Saturday, 17 MAY, something like 50 vehicles drove into the area that had been closed to bag up their stuff. The eruption took place at 8:32am, before the second planned caravan enetred the blast zone at ten, and since it was a Sunday the active logging tracts were empty.

Still, somewhere in the vicinity of 55 people were killed.

That ain't Pompeii...but, then, we knew more than they did back in the First Century, and knew how damn deadly dangerous these stratovolcanoes were. The volcanoligists of what eventually became Cascades Volcanoes Observatory warned the State of Washington that this monster could do all sorts of unpredictably deadly things. And the state government listened...until people grew bored and restless and demanded to "reopen" the woodlands around an actively erupting volcano. We learned a hard lesson about the power of convergent margin tectonics and nature in general.

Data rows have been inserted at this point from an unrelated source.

//! Error types for generator construction.

use algoscope_graph::NodeId;
use thiserror::Error;

/// Result type for step-generator operations.
pub type Result<T> = std::result::Result<T, Error>;

/// Errors surfaced when building a generator, before any step is yielded.
#[derive(Debug, Clone, PartialEq, Error)]
pub enum Error {
    /// The requested start node is absent from the input graph.
    #[error("start node {0} is not present in the graph")]
    UnknownStartNode(NodeId),
}
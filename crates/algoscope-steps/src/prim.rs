//! Prim minimum-spanning-tree generator.
//!
//! Edges are treated as undirected. Each step scans all edges with exactly
//! one endpoint inside the visited set, accepts the minimum-weight crossing
//! edge (ties broken by edge insertion order, first-inserted wins), and
//! absorbs the newly reached endpoint. The run ends when no crossing edge
//! remains: on a connected graph that is a full MST, on a disconnected
//! graph a partial MST covering the start component.
//!
//! Snapshots: the initialized state (visited = {start}, empty tree), then
//! one snapshot per accepted edge. Accepted edges are stored oriented from
//! the already-visited endpoint to the new one.

use algoscope_graph::{Edge, Graph, NodeId};

use crate::state::{AlgorithmState, PrimState};

/// Lazy Prim state sequence.
#[derive(Debug)]
pub struct PrimGenerator {
    graph: Graph,
    visited: Vec<NodeId>,
    mst: Vec<Edge>,
    total_weight: f64,
    initialized: bool,
}

impl PrimGenerator {
    pub(crate) fn new(graph: Graph, start: NodeId) -> Self {
        Self {
            graph,
            visited: vec![start],
            mst: Vec::new(),
            total_weight: 0.0,
            initialized: false,
        }
    }

    fn snapshot(&self) -> AlgorithmState {
        AlgorithmState::Prim(PrimState {
            visited: self.visited.clone(),
            mst: self.mst.clone(),
            total_weight: self.total_weight,
        })
    }

    /// Cheapest edge with exactly one endpoint visited, oriented
    /// visited -> unvisited. Strict comparison keeps the first-inserted
    /// edge on weight ties.
    fn cheapest_crossing_edge(&self) -> Option<Edge> {
        let mut best: Option<Edge> = None;
        for edge in self.graph.edges() {
            let from_in = self.visited.contains(&edge.from);
            let to_in = self.visited.contains(&edge.to);
            if from_in == to_in {
                continue;
            }
            let oriented = if from_in {
                edge.clone()
            } else {
                Edge {
                    from: edge.to.clone(),
                    to: edge.from.clone(),
                    weight: edge.weight,
                }
            };
            if best.as_ref().map_or(true, |b| oriented.weight < b.weight) {
                best = Some(oriented);
            }
        }
        best
    }
}

impl Iterator for PrimGenerator {
    type Item = AlgorithmState;

    fn next(&mut self) -> Option<AlgorithmState> {
        if !self.initialized {
            self.initialized = true;
            return Some(self.snapshot());
        }

        let edge = self.cheapest_crossing_edge()?;
        self.visited.push(edge.to.clone());
        self.total_weight += edge.weight;
        self.mst.push(edge);
        Some(self.snapshot())
    }
}

#[cfg(test)]
mod tests {
    use super::*;
    use crate::demo;

    fn final_state(graph: Graph, start: &str) -> PrimState {
        match PrimGenerator::new(graph, start.into()).last().unwrap() {
            AlgorithmState::Prim(state) => state,
            other => panic!("unexpected state {other:?}"),
        }
    }

    /// Minimum total weight over all connected spanning edge subsets, by
    /// exhaustive bitmask enumeration. Only usable on tiny graphs.
    fn brute_force_mst_weight(graph: &Graph) -> f64 {
        let nodes = graph.nodes();
        let edges = graph.edges();
        let mut best = f64::INFINITY;

        for mask in 0u32..(1 << edges.len()) {
            let chosen: Vec<&Edge> = edges
                .iter()
                .enumerate()
                .filter(|(i, _)| mask & (1 << i) != 0)
                .map(|(_, e)| e)
                .collect();

            // Connectivity check by flood fill from the first node.
            let mut reached = vec![nodes[0].clone()];
            loop {
                let before = reached.len();
                for edge in &chosen {
                    if reached.contains(&edge.from) && !reached.contains(&edge.to) {
                        reached.push(edge.to.clone());
                    }
                    if reached.contains(&edge.to) && !reached.contains(&edge.from) {
                        reached.push(edge.from.clone());
                    }
                }
                if reached.len() == before {
                    break;
                }
            }
            if reached.len() == nodes.len() {
                let total: f64 = chosen.iter().map(|e| e.weight).sum();
                best = best.min(total);
            }
        }
        best
    }

    #[test]
    fn init_state_is_seeded_with_start() {
        let mut gen = PrimGenerator::new(demo::prim_graph(), "A".into());
        match gen.next().unwrap() {
            AlgorithmState::Prim(state) => {
                assert_eq!(state.visited, vec![NodeId::from("A")]);
                assert!(state.mst.is_empty());
                assert_eq!(state.total_weight, 0.0);
            }
            other => panic!("unexpected state {other:?}"),
        }
    }

    #[test]
    fn demo_graph_mst() {
        let state = final_state(demo::prim_graph(), "A");

        let edges: Vec<(&str, &str, f64)> = state
            .mst
            .iter()
            .map(|e| (e.from.as_str(), e.to.as_str(), e.weight))
            .collect();
        assert_eq!(
            edges,
            vec![("A", "B", 2.0), ("B", "C", 1.0), ("B", "D", 4.0)]
        );
        assert_eq!(state.total_weight, 7.0);
    }

    #[test]
    fn connected_graph_spans_all_nodes() {
        let graph = demo::prim_graph();
        let state = final_state(graph.clone(), "A");
        assert_eq!(state.mst.len(), graph.node_count() - 1);
        assert_eq!(state.visited.len(), graph.node_count());
    }

    #[test]
    fn matches_brute_force_weight() {
        let graph = demo::prim_graph();
        let state = final_state(graph.clone(), "A");
        assert_eq!(state.total_weight, brute_force_mst_weight(&graph));
    }

    #[test]
    fn disconnected_graph_terminates_with_partial_mst() {
        let mut graph = demo::prim_graph();
        graph.add_edge("X", "Y", 1.0).unwrap();

        let states: Vec<AlgorithmState> =
            PrimGenerator::new(graph.clone(), "A".into()).collect();
        // Finite: init + one per absorbed node in A's component.
        assert_eq!(states.len(), 1 + 3);

        let AlgorithmState::Prim(last) = states.last().unwrap() else {
            panic!("unexpected state");
        };
        assert!(last.mst.len() < graph.node_count() - 1);
        assert!(!last.visited.contains(&NodeId::from("X")));
    }

    #[test]
    fn weight_ties_break_by_edge_insertion_order() {
        let mut graph = Graph::new();
        graph.add_edge("A", "B", 1.0).unwrap();
        graph.add_edge("A", "C", 1.0).unwrap();

        let state = final_state(graph, "A");
        assert_eq!(state.mst[0].to, NodeId::from("B"));
        assert_eq!(state.mst[1].to, NodeId::from("C"));
    }

    #[test]
    fn start_from_non_first_node() {
        let state = final_state(demo::prim_graph(), "D");
        assert_eq!(state.total_weight, 7.0);
        assert_eq!(state.mst.len(), 3);
    }
}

As a geologist I find it kind of interesting to reflect on that, just at the moment.

Why?
Oh...y'know. No reason.

Just a thought.

4 comments:

  1. The wife of a close friend living in Spokane developed silicosis from the ash cloud of Mount St Helens. Related lung complications later killed her. She, and he, were never clamoring to open that red zone. So just like today it ended up killing more than those who wanted it opened up.

    Like one of the commenters on your linked tweet mentioned: "Gee, you think we might have learned a lesson from that".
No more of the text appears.